Official: Al Qaeda Hiding Near Kashmir

India's defense minister said Tuesday that members of Usama bin Laden's Al Qaeda network and Taliban fighters from Afghanistan are among the militants in Pakistan-controlled Kashmir.

"We have information that the number of terrorists who are on the other side of the border ... (are) people who have fled from Afghanistan, Al Qaeda men and Talibanis," Defense Minister George Fernandes said in a television interview.

Fernandes spoke on independent Star News Television, responding to a speech given Monday by President Gen. Pervez Musharraf, in which the Pakistani leader said there was no more infiltration of militants across the cease-fire line that separates the Indian and Pakistani portions of Kashmir.

The South Asian neighbors have fought two wars over Kashmir since they gained independence from Britain in 1947 and both claim the Himalayan region in its entirety.

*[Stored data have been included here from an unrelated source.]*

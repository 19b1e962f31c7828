use chrono::{Days, NaiveDate, NaiveTime};
use rust_decimal_macros::dec;

use carnet::models::{Category, SleepEntry, TrainingSession};
use carnet::reminders::{ActivityWindow, ReminderConfig, ReminderSignal};
use carnet::sleep::SleepGoal;
use carnet::storage::{JsonStore, Store};
use carnet::{BenchmarkTracker, SleepSeverity};

/// Integration tests covering complete engine workflows

fn date(y: i32, m: u32, d: u32) -> NaiveDate {
    NaiveDate::from_ymd_opt(y, m, d).unwrap()
}

/// A force benchmark ranks by weight alone; the heavier triple beats the
/// higher-rep sets and formats with its rep count.
#[test]
fn test_squat_pr_workflow() {
    let mut tracker = BenchmarkTracker::new();
    let id = tracker
        .create_benchmark("Squat", Category::Force, None)
        .unwrap()
        .id;

    tracker
        .add_entry(id, date(2025, 1, 6), 100.0, Some(5), None)
        .unwrap();
    tracker
        .add_entry(id, date(2025, 1, 13), 110.0, Some(3), None)
        .unwrap();
    tracker
        .add_entry(id, date(2025, 1, 20), 105.0, Some(8), None)
        .unwrap();

    let benchmark = tracker.get(id).unwrap();
    let pr = benchmark.personal_record().unwrap();
    assert_eq!(pr.date, date(2025, 1, 13));
    assert_eq!(pr.value, 110.0);
    assert_eq!(pr.reps, Some(3));
    assert_eq!(benchmark.format_entry(pr), "110 kg × 3");
}

/// Sleep debt accumulates one-sided over the last seven nights and lands in
/// the warning band.
#[test]
fn test_sleep_debt_scenario() {
    let goal = SleepGoal::new(480);
    let today = date(2025, 2, 10);
    let durations = [420u32, 450, 480, 500, 460, 430, 440];
    let entries: Vec<SleepEntry> = durations
        .iter()
        .enumerate()
        .map(|(i, &minutes)| SleepEntry::new(today - Days::new(i as u64), minutes, 3))
        .collect();

    let stats = carnet::sleep_stats(&entries, goal);
    assert_eq!(stats.sleep_debt_hours, 3.3);

    let advice = carnet::sleep_advice(stats.sleep_debt_hours);
    assert_eq!(advice.severity, SleepSeverity::Warning);
}

/// MET-based calorie estimation: 45 minutes of running at 80 kg is 504 kcal.
#[test]
fn test_running_calories_scenario() {
    assert_eq!(
        carnet::session_calories(dec!(45), Some(dec!(80)), Category::Running),
        Some(504)
    );
}

/// Session counts of 10 then 6 across consecutive fortnights is a 40% drop,
/// past the 30% threshold with sufficient prior volume.
#[test]
fn test_frequency_decline_scenario() {
    let today = date(2025, 3, 15);
    let mut sessions = Vec::new();
    for i in 0..10u64 {
        sessions.push(TrainingSession::new(
            today - Days::new(14 + i),
            dec!(60),
            6,
            Category::Force,
        ));
    }
    for i in 0..6u64 {
        sessions.push(TrainingSession::new(
            today - Days::new(i),
            dec!(60),
            6,
            Category::Force,
        ));
    }

    let window = ActivityWindow::new(today, &sessions, 60);
    let signals = carnet::evaluate(
        &window,
        &ReminderConfig::default(),
        NaiveTime::from_hms_opt(8, 0, 0).unwrap(),
    );
    assert!(signals.contains(&ReminderSignal::FrequencyDeclining));
}

/// Full persistence round trip: benchmark history survives a save/load cycle
/// and the PR recomputes identically from the reloaded collection.
#[test]
fn test_store_round_trip_preserves_pr() {
    let dir = tempfile::tempdir().unwrap();
    let store = JsonStore::new(dir.path());

    let mut tracker = BenchmarkTracker::from_benchmarks(store.load_benchmarks().unwrap());
    let id = tracker
        .create_benchmark("10km", Category::Running, None)
        .unwrap()
        .id;
    tracker
        .add_entry(id, date(2025, 4, 1), 3300.0, None, None)
        .unwrap();
    tracker
        .add_entry(id, date(2025, 4, 20), 3150.0, None, Some("race day".into()))
        .unwrap();
    store.save_benchmarks(tracker.benchmarks()).unwrap();

    let reloaded = BenchmarkTracker::from_benchmarks(store.load_benchmarks().unwrap());
    let benchmark = reloaded.find_by_name("10km").unwrap();
    let pr = benchmark.personal_record().unwrap();
    assert_eq!(pr.value, 3150.0);
    assert_eq!(benchmark.format_entry(pr), "52:30");
}

/// A week of heavy daily sessions produces both the load-risk classification
/// and the rest-day reminder signal from the same history.
#[test]
fn test_heavy_week_load_and_rest_signal() {
    let today = date(2025, 5, 20);
    let sessions: Vec<TrainingSession> = (0..7u64)
        .map(|i| TrainingSession::new(today - Days::new(i), dec!(75), 6, Category::Hyrox))
        .collect();

    // 7 × 450 = 3150: danger territory
    let summary = carnet::weekly_summary(&sessions, today, &carnet::LoadThresholds::default());
    assert_eq!(summary.total_load, dec!(3150));
    assert_eq!(summary.risk, carnet::RiskLevel::Danger);

    let window = ActivityWindow::new(today, &sessions, 60);
    let signals = carnet::evaluate(
        &window,
        &ReminderConfig::default(),
        NaiveTime::from_hms_opt(8, 0, 0).unwrap(),
    );
    assert!(signals.contains(&ReminderSignal::RestDaySuggestion));
}

/// A brand-new tracker with no history answers every query with its
/// documented default instead of erroring.
#[test]
fn test_day_one_defaults() {
    let dir = tempfile::tempdir().unwrap();
    let store = JsonStore::new(dir.path());

    let tracker = BenchmarkTracker::from_benchmarks(store.load_benchmarks().unwrap());
    assert!(tracker.benchmarks().is_empty());

    let goal = store.load_sleep_goal().unwrap();
    let stats = carnet::sleep_stats(&store.load_sleep_entries().unwrap(), goal);
    assert_eq!(stats.average_duration, 0.0);
    assert_eq!(stats.sleep_debt_hours, 0.0);
    assert_eq!(stats.trend, carnet::SleepTrend::Stable);

    let sessions = store.load_sessions().unwrap();
    let today = date(2025, 1, 1);
    let summary = carnet::weekly_summary(&sessions, today, &carnet::LoadThresholds::default());
    assert_eq!(summary.session_count, 0);

    let window = ActivityWindow::new(today, &sessions, 60);
    let signals = carnet::evaluate(
        &window,
        &ReminderConfig::default(),
        NaiveTime::from_hms_opt(20, 0, 0).unwrap(),
    );
    assert!(signals.is_empty());
}

/// Deleting a benchmark cascades to its entries in the persisted collection.
#[test]
fn test_delete_cascade_through_store() {
    let dir = tempfile::tempdir().unwrap();
    let store = JsonStore::new(dir.path());

    let mut tracker = BenchmarkTracker::new();
    let id = tracker
        .create_benchmark("Deadlift", Category::Force, None)
        .unwrap()
        .id;
    tracker
        .add_entry(id, date(2025, 6, 1), 180.0, Some(1), None)
        .unwrap();
    store.save_benchmarks(tracker.benchmarks()).unwrap();

    let mut tracker = BenchmarkTracker::from_benchmarks(store.load_benchmarks().unwrap());
    tracker.delete_benchmark(id);
    store.save_benchmarks(tracker.benchmarks()).unwrap();

    assert!(store.load_benchmarks().unwrap().is_empty());
}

"For Musharraf to say that infiltration is now no more there, first of all it is an admission that it was there and they were responsible for that," Fernandes said. "But what he has said about the present situation is totally wrong."

A Pakistani army spokesman rejected Fernandes' statement as baseless. Speaking on condition of anonymity, he told The Associated Press in Islamabad there were no Al Qaeda men or Taliban in Kashmir.

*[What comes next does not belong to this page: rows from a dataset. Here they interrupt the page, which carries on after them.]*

use chrono::{DateTime, Utc};
use rust_decimal::Decimal;
use serde::{Deserialize, Serialize};
use std::fs;
use std::path::{Path, PathBuf};
use thiserror::Error;

use crate::load::LoadThresholds;
use crate::reminders::ReminderConfig;
use crate::sleep::DEFAULT_SLEEP_GOAL;

/// Configuration errors
#[derive(Error, Debug)]
pub enum ConfigError {
    #[error("IO error: {0}")]
    Io(#[from] std::io::Error),

    #[error("parse error: {0}")]
    Parse(#[from] toml::de::Error),

    #[error("serialization error: {0}")]
    Serialize(#[from] toml::ser::Error),
}

/// Main application configuration
#[derive(Debug, Clone, PartialEq, Serialize, Deserialize)]
pub struct AppConfig {
    /// Configuration metadata
    pub metadata: ConfigMetadata,

    /// General application settings
    pub settings: AppSettings,

    /// Sleep tracking settings
    pub sleep: SleepSettings,

    /// Weekly load thresholds
    pub load: LoadThresholds,

    /// Reminder heuristic tuning
    pub reminders: ReminderConfig,
}

/// Configuration metadata
#[derive(Debug, Clone, PartialEq, Serialize, Deserialize)]
pub struct ConfigMetadata {
    /// Configuration format version
    pub version: String,

    /// Creation timestamp
    pub created_at: DateTime<Utc>,

    /// Last modification timestamp
    pub updated_at: DateTime<Utc>,
}

/// General application settings
#[derive(Debug, Clone, PartialEq, Serialize, Deserialize)]
pub struct AppSettings {
    /// Data directory the JSON store writes under
    pub data_dir: PathBuf,

    /// Body weight in kilograms, used for energy estimation.
    ///
    /// Absent weight makes calorie estimates read as "unknown" rather than
    /// zero.
    #[serde(skip_serializing_if = "Option::is_none")]
    pub body_weight_kg: Option<Decimal>,
}

/// Sleep tracking settings
#[derive(Debug, Clone, PartialEq, Serialize, Deserialize)]
pub struct SleepSettings {
    /// Nightly duration goal in minutes
    pub goal_minutes: u32,
}

impl Default for AppConfig {
    fn default() -> Self {
        let now = Utc::now();
        AppConfig {
            metadata: ConfigMetadata {
                version: env!("CARGO_PKG_VERSION").to_string(),
                created_at: now,
                updated_at: now,
            },
            settings: AppSettings {
                data_dir: crate::storage::JsonStore::default_dir()
                    .unwrap_or_else(|| PathBuf::from(".")),
                body_weight_kg: None,
            },
            sleep: SleepSettings {
                goal_minutes: DEFAULT_SLEEP_GOAL,
            },
            load: LoadThresholds::default(),
            reminders: ReminderConfig::default(),
        }
    }
}

impl AppConfig {
    /// Platform config file location.
    pub fn default_path() -> Option<PathBuf> {
        dirs::config_dir().map(|d| d.join("carnet").join("config.toml"))
    }

    /// Load a configuration file.
    pub fn load(path: &Path) -> Result<Self, ConfigError> {
        let contents = fs::read_to_string(path)?;
        Ok(toml::from_str(&contents)?)
    }

    /// Load a configuration file, or fall back to defaults if it is absent.
    pub fn load_or_default(path: &Path) -> Result<Self, ConfigError> {
        if path.exists() {
            Self::load(path)
        } else {
            tracing::debug!(?path, "config file absent, using defaults");
            Ok(AppConfig::default())
        }
    }

    /// Persist the configuration, stamping the update time.
    pub fn save(&mut self, path: &Path) -> Result<(), ConfigError> {
        self.metadata.updated_at = Utc::now();
        if let Some(parent) = path.parent() {
            fs::create_dir_all(parent)?;
        }
        let contents = toml::to_string_pretty(self)?;
        fs::write(path, contents)?;
        Ok(())
    }
}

A senior Indian security official in Kashmir told The Associated Press that intelligence on the presence of Al Qaeda forces in Pakistan-controlled Kashmir has been available since the collapse of the Taliban in Afghanistan.

According to ground intelligence, including information from guerrilla training camps inside Pakistan-controlled Kashmir, there are between 2,500 and 3,000 militants in the region, the intelligence official said, speaking on condition of anonymity.

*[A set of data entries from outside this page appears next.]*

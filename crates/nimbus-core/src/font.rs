//! Built-in 5×7 bitmap font for overlay labels.
//!
//! Covers upper-case ASCII letters, digits and the punctuation that appears
//! in region names. Lower-case input is drawn upper-case; anything else is
//! drawn as a blank cell.

use image::{Rgb, RgbImage};

pub const GLYPH_W: u32 = 5;
pub const GLYPH_H: u32 = 7;
/// Horizontal distance between glyph origins.
pub const ADVANCE: u32 = GLYPH_W + 1;
/// Vertical distance between baselines of stacked lines.
pub const LINE: u32 = GLYPH_H + 2;

/// One row per byte, top first; bit 4 is the leftmost column.
fn glyph(c: char) -> [u8; 7] {
    match c.to_ascii_uppercase() {
        'A' => [0x0E, 0x11, 0x11, 0x1F, 0x11, 0x11, 0x11],
        'B' => [0x1E, 0x11, 0x11, 0x1E, 0x11, 0x11, 0x1E],
        'C' => [0x0E, 0x11, 0x10, 0x10, 0x10, 0x11, 0x0E],
        'D' => [0x1E, 0x11, 0x11, 0x11, 0x11, 0x11, 0x1E],
        'E' => [0x1F, 0x10, 0x10, 0x1E, 0x10, 0x10, 0x1F],
        'F' => [0x1F, 0x10, 0x10, 0x1E, 0x10, 0x10, 0x10],
        'G' => [0x0E, 0x11, 0x10, 0x17, 0x11, 0x11, 0x0F],
        'H' => [0x11, 0x11, 0x11, 0x1F, 0x11, 0x11, 0x11],
        'I' => [0x0E, 0x04, 0x04, 0x04, 0x04, 0x04, 0x0E],
        'J' => [0x07, 0x02, 0x02, 0x02, 0x02, 0x12, 0x0C],
        'K' => [0x11, 0x12, 0x14, 0x18, 0x14, 0x12, 0x11],
        'L' => [0x10, 0x10, 0x10, 0x10, 0x10, 0x10, 0x1F],
        'M' => [0x11, 0x1B, 0x15, 0x15, 0x11, 0x11, 0x11],
        'N' => [0x11, 0x11, 0x19, 0x15, 0x13, 0x11, 0x11],
        'O' => [0x0E, 0x11, 0x11, 0x11, 0x11, 0x11, 0x0E],
        'P' => [0x1E, 0x11, 0x11, 0x1E, 0x10, 0x10, 0x10],
        'Q' => [0x0E, 0x11, 0x11, 0x11, 0x15, 0x12, 0x0D],
        'R' => [0x1E, 0x11, 0x11, 0x1E, 0x14, 0x12, 0x11],
        'S' => [0x0F, 0x10, 0x10, 0x0E, 0x01, 0x01, 0x1E],
        'T' => [0x1F, 0x04, 0x04, 0x04, 0x04, 0x04, 0x04],
        'U' => [0x11, 0x11, 0x11, 0x11, 0x11, 0x11, 0x0E],
        'V' => [0x11, 0x11, 0x11, 0x11, 0x11, 0x0A, 0x04],
        'W' => [0x11, 0x11, 0x11, 0x15, 0x15, 0x15, 0x0A],
        'X' => [0x11, 0x11, 0x0A, 0x04, 0x0A, 0x11, 0x11],
        'Y' => [0x11, 0x11, 0x11, 0x0A, 0x04, 0x04, 0x04],
        'Z' => [0x1F, 0x01, 0x02, 0x04, 0x08, 0x10, 0x1F],
        '0' => [0x0E, 0x11, 0x13, 0x15, 0x19, 0x11, 0x0E],
        '1' => [0x04, 0x0C, 0x04, 0x04, 0x04, 0x04, 0x0E],
        '2' => [0x0E, 0x11, 0x01, 0x02, 0x04, 0x08, 0x1F],
        '3' => [0x1F, 0x02, 0x04, 0x02, 0x01, 0x11, 0x0E],
        '4' => [0x02, 0x06, 0x0A, 0x12, 0x1F, 0x02, 0x02],
        '5' => [0x1F, 0x10, 0x1E, 0x01, 0x01, 0x11, 0x0E],
        '6' => [0x06, 0x08, 0x10, 0x1E, 0x11, 0x11, 0x0E],
        '7' => [0x1F, 0x01, 0x02, 0x04, 0x08, 0x08, 0x08],
        '8' => [0x0E, 0x11, 0x11, 0x0E, 0x11, 0x11, 0x0E],
        '9' => [0x0E, 0x11, 0x11, 0x0F, 0x01, 0x02, 0x0C],
        '/' => [0x01, 0x01, 0x02, 0x04, 0x08, 0x10, 0x10],
        '%' => [0x18, 0x19, 0x02, 0x04, 0x08, 0x13, 0x03],
        '&' => [0x0C, 0x12, 0x14, 0x08, 0x15, 0x12, 0x0D],
        '(' => [0x02, 0x04, 0x08, 0x08, 0x08, 0x04, 0x02],
        ')' => [0x08, 0x04, 0x02, 0x02, 0x02, 0x04, 0x08],
        '-' => [0x00, 0x00, 0x00, 0x1F, 0x00, 0x00, 0x00],
        '.' => [0x00, 0x00, 0x00, 0x00, 0x00, 0x0C, 0x0C],
        ',' => [0x00, 0x00, 0x00, 0x00, 0x0C, 0x04, 0x08],
        ':' => [0x00, 0x0C, 0x0C, 0x00, 0x0C, 0x0C, 0x00],
        _ => [0; 7],
    }
}

/// Pixel width of `text` drawn on one line.
pub fn text_width(text: &str) -> u32 {
    match text.chars().count() as u32 {
        0 => 0,
        n => n * ADVANCE - 1,
    }
}

/// Draw `text` with its top-left corner at `(x, y)`, clipped to the canvas.
pub fn draw_text(canvas: &mut RgbImage, x: u32, y: u32, text: &str, color: Rgb<u8>) {
    let (w, h) = canvas.dimensions();
    for (i, c) in text.chars().enumerate() {
        let gx = x + i as u32 * ADVANCE;
        if gx >= w {
            break;
        }
        for (row, bits) in glyph(c).iter().enumerate() {
            let py = y + row as u32;
            if py >= h {
                break;
            }
            for col in 0..GLYPH_W {
                let px = gx + col;
                if px < w && bits & (0x10 >> col) != 0 {
                    canvas.put_pixel(px, py, color);
                }
            }
        }
    }
}

#[cfg(test)]
mod tests {
    use super::*;

    const BLACK: Rgb<u8> = Rgb([0, 0, 0]);
    const WHITE: Rgb<u8> = Rgb([255, 255, 255]);

    fn lit(img: &RgbImage) -> usize {
        img.pixels().filter(|p| **p == BLACK).count()
    }

    #[test]
    fn width_counts_advance_without_trailing_gap() {
        assert_eq!(text_width(""), 0);
        assert_eq!(text_width("I"), 5);
        assert_eq!(text_width("HIGH"), 23);
    }

    #[test]
    fn glyph_bits_land_on_expected_pixels() {
        let mut img = RgbImage::from_pixel(12, 8, WHITE);
        draw_text(&mut img, 0, 0, "T-", BLACK);
        // Top bar of 'T'.
        for x in 0..5 {
            assert_eq!(*img.get_pixel(x, 0), BLACK);
        }
        assert_eq!(*img.get_pixel(2, 6), BLACK);
        assert_eq!(*img.get_pixel(0, 6), WHITE);
        // '-' starts one advance to the right, middle row only.
        assert_eq!(*img.get_pixel(6, 3), BLACK);
        assert_eq!(*img.get_pixel(6, 2), WHITE);
    }

    #[test]
    fn lowercase_matches_uppercase_and_unknown_is_blank() {
        let mut upper = RgbImage::from_pixel(30, 7, WHITE);
        let mut lower = upper.clone();
        draw_text(&mut upper, 0, 0, "STORM", BLACK);
        draw_text(&mut lower, 0, 0, "storm", BLACK);
        assert_eq!(upper, lower);

        let mut unknown = RgbImage::from_pixel(6, 7, WHITE);
        draw_text(&mut unknown, 0, 0, "#", BLACK);
        assert_eq!(lit(&unknown), 0);
    }

    #[test]
    fn text_past_the_edge_is_clipped() {
        let mut img = RgbImage::from_pixel(8, 4, WHITE);
        draw_text(&mut img, 4, 1, "MODERATE", BLACK);
        assert!(lit(&img) > 0);
        draw_text(&mut img, 100, 100, "X", BLACK);
    }
}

A large number of militants were believed to be Al Qaeda members, he said, most of whom are believed to be Saudi citizens.

The Bush administration has long said the Al Qaeda network is extensive, and likely spread across dozens of countries far from its former headquarters in Afghanistan.

U.S. Special Forces troops assigned to the war in Afghanistan recently have deployed to western Pakistan's tribal belt to help Pakistani troops flush the militants out.

The Indian intelligence report was the first suggestion that large numbers of fleeing Al Qaeda and Taliban were in Pakistan-controlled Kashmir.

There was no immediate comment from U.S. officials on the report.

India accuses Pakistan of waging a proxy war by training, arming and funding Islamic militants based in Pakistan and Pakistan's portion of Kashmir, and allowing them or helping them to cross the frontier into Indian territory.

Pakistan has denied Indian charges that it supports the Islamic extremists with money and arms, but says it give "moral" support for what it calls a freedom struggle. Pakistan has repeatedly said that the fighters in Kashmir are Kashmiris.

Even before the Taliban's collapse, Indian soldiers and police had said that some of the guerrillas they had killed were Pakistanis, Afghans, Saudis and other nationalities, in addition to Kashmiris.

A million troops are deployed on both sides of the "Line of Control" frontier in Kashmir, and Pakistan has ratcheted up the pressure with three missile tests in recent days that it claimed were unrelated to the current dispute. India has blamed Pakistani-based militants for two major attacks over the past six months. The Islamabad government and the militants denied involvement.